TRY IT: Where does the word "expenditure" show up in the records? Copy every line that has it.

RECORD EXCERPTS:
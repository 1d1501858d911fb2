use serde::{Deserialize, Serialize};
use serde_json::Value;
use ts_rs::TS;

/// How nutrition reaches the patient. Only enteral/parenteral (and their
/// mix) have metered intake; oral routes report no computed macro totals.
#[derive(Debug, Clone, Copy, PartialEq, Eq, Serialize, Deserialize, TS)]
#[serde(rename_all = "kebab-case")]
#[ts(export)]
pub enum NutritionRoute {
    Oral,
    OralWithSupplements,
    Enteral,
    Parenteral,
    Mixed,
    Undetermined,
}

/// The canonical unified goal field written by current-generation saves.
/// Older records carry the same values under various legacy aliases; the
/// objective resolver knows where to look.
#[derive(Debug, Clone, Copy, Default, Serialize, Deserialize, TS)]
#[serde(rename_all = "camelCase")]
#[ts(export)]
pub struct NutritionalNeeds {
    #[serde(skip_serializing_if = "Option::is_none", default)]
    pub calorie_goal: Option<f64>,
    #[serde(skip_serializing_if = "Option::is_none", default)]
    pub protein_goal: Option<f64>,
}

/// Protein axis of a nutritional recalculation. Writers have stored this as
/// a number (`totalGrams`, `targetValue`) or as display text (`summary`,
/// e.g. `"98 g/day"`); readers must cope with all three.
#[derive(Debug, Clone, Default, Serialize, Deserialize, TS)]
#[serde(rename_all = "camelCase")]
#[ts(export)]
pub struct ProteinTarget {
    #[serde(skip_serializing_if = "Option::is_none", default)]
    pub grams_per_kg: Option<f64>,
    #[serde(skip_serializing_if = "Option::is_none", default)]
    pub total_grams: Option<f64>,
    #[serde(skip_serializing_if = "Option::is_none", default)]
    pub target_value: Option<f64>,
    #[serde(skip_serializing_if = "Option::is_none", default)]
    pub summary: Option<String>,
}

/// A follow-up-time recomputation of nutritional needs from updated weight
/// and clinical state. `adjustedGet` takes precedence over `get` when both
/// are present.
#[derive(Debug, Clone, Default, Serialize, Deserialize, TS)]
#[serde(rename_all = "camelCase")]
#[ts(export)]
pub struct NutritionalRecalculation {
    /// Total energy expenditure, kcal/day.
    #[serde(skip_serializing_if = "Option::is_none", default)]
    pub get: Option<f64>,
    /// Stress/activity-adjusted energy expenditure, kcal/day.
    #[serde(skip_serializing_if = "Option::is_none", default)]
    pub adjusted_get: Option<f64>,
    #[serde(skip_serializing_if = "Option::is_none", default)]
    pub protein: Option<ProteinTarget>,
    #[serde(skip_serializing_if = "Option::is_none", default)]
    pub weight_used: Option<f64>,
    #[serde(skip_serializing_if = "Option::is_none", default)]
    pub method: Option<String>,
    #[serde(flatten)]
    #[ts(skip)]
    pub extra: serde_json::Map<String, Value>,
}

RESPONSE TO THIS TASK:
    /// Total energy expenditure, kcal/day.
    /// Stress/activity-adjusted energy expenditure, kcal/day.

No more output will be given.